Billy D. Rice testified that he knew none of the parties involved in the collision. He was in his automobile following the car driven by Mrs. Harrison at a distance of about two car lengths. She started to turn into Van Zandt before she got to the intersection. At that time the motorcycle was “about” in the intersection. She was going thirty or thirty-five miles per hour, but she might have slowed down “just a little bit” before she got to the intersection. He saw no change in her speed after she started her turn until she hit her brakes just before the collision. When he first saw the motorcycle it was on the pavement about in the middle of the lane going thirty or thirty-five miles per hour. After Mrs. Harrison began to turn, the motorcycle veered to the right and its speed decreased. At impact it was going about ten miles per hour or between five and ten miles per hour. When the motorcycle turned to the right, it was about in the middle of the intersection. The car was almost completely off of Homestead Road at the time of the impact. It was going about fifteen miles per hour at that point.

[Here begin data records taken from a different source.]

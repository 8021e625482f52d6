//! # Pitch Track Input
//!
//! Reads observation streams written by an external pitch estimator.
//!
//! ## Formats
//! - **CSV**: a `time,frequency,confidence` header followed by one row per
//!   frame, as written next to the audio as `<name>.f0.csv`
//! - **JSON**: an array of `{ "time", "frequency", "confidence" }` objects

use anyhow::{Context, Result, bail};
use log::info;
use notetrack_core::Observation;
use std::fs::File;
use std::io::{BufReader, Read};
use std::path::Path;

#[derive(Debug, Clone, Copy, PartialEq, Eq)]
pub enum TrackFormat {
    Csv,
    Json,
}

impl TrackFormat {
    /// Picks the format from the file extension.
    pub fn from_path(path: &Path) -> Result<Self> {
        let extension = path
            .extension()
            .and_then(|e| e.to_str())
            .map(|e| e.to_ascii_lowercase());
        match extension.as_deref() {
            Some("csv") => Ok(TrackFormat::Csv),
            Some("json") => Ok(TrackFormat::Json),
            _ => bail!(
                "cannot tell the format of {}: expected a .csv or .json file",
                path.display()
            ),
        }
    }
}

/// Parses CSV rows into observations.
pub fn read_csv<R: Read>(reader: R) -> Result<Vec<Observation>> {
    let mut csv_reader = csv::ReaderBuilder::new()
        .trim(csv::Trim::All)
        .from_reader(reader);
    csv_reader
        .deserialize::<Observation>()
        .enumerate()
        .map(|(row, record)| record.with_context(|| format!("bad record on data row {}", row + 1)))
        .collect()
}

/// Parses a JSON array of observations.
pub fn read_json<R: Read>(reader: R) -> Result<Vec<Observation>> {
    let observations = serde_json::from_reader(reader)?;
    Ok(observations)
}

/// Loads a whole pitch track from disk.
pub fn load_track(path: &Path) -> Result<Vec<Observation>> {
    let format = TrackFormat::from_path(path)?;
    let file = File::open(path).with_context(|| format!("opening {}", path.display()))?;
    let reader = BufReader::new(file);

    let observations = match format {
        TrackFormat::Csv => read_csv(reader),
        TrackFormat::Json => read_json(reader),
    }
    .with_context(|| format!("reading {}", path.display()))?;

    info!("[INPUT] {} observations from {}", observations.len(), path.display());
    Ok(observations)
}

The plaintiff, Mr. Miller, testified that prior to reaching the intersection he was going between thirty and thirty-five miles per hour. As he reached the intersection he saw the defendant’s car cross the center line. He blew his horn, pulled to the right, and applied his brakes. When the car crossed the center line, it was 45 or 50 feet south of the intersection. He reached the intersection before the car did. He did not increase his speed after the car reached the intersection. He testified that when he was estimating the distances that the car and motorcycle were from the intersection when the defendant crossed the center line, he was referring to the point where the curved corners beaten out by traffic would reach the pavement about twenty-five feet from the points of intersection of the paved portions of the streets. He said that when Mrs. Harrison crossed the center line she was going 40 to 45 miles per hour, and that at the time of impact she was going 20 to 25 miles per hour.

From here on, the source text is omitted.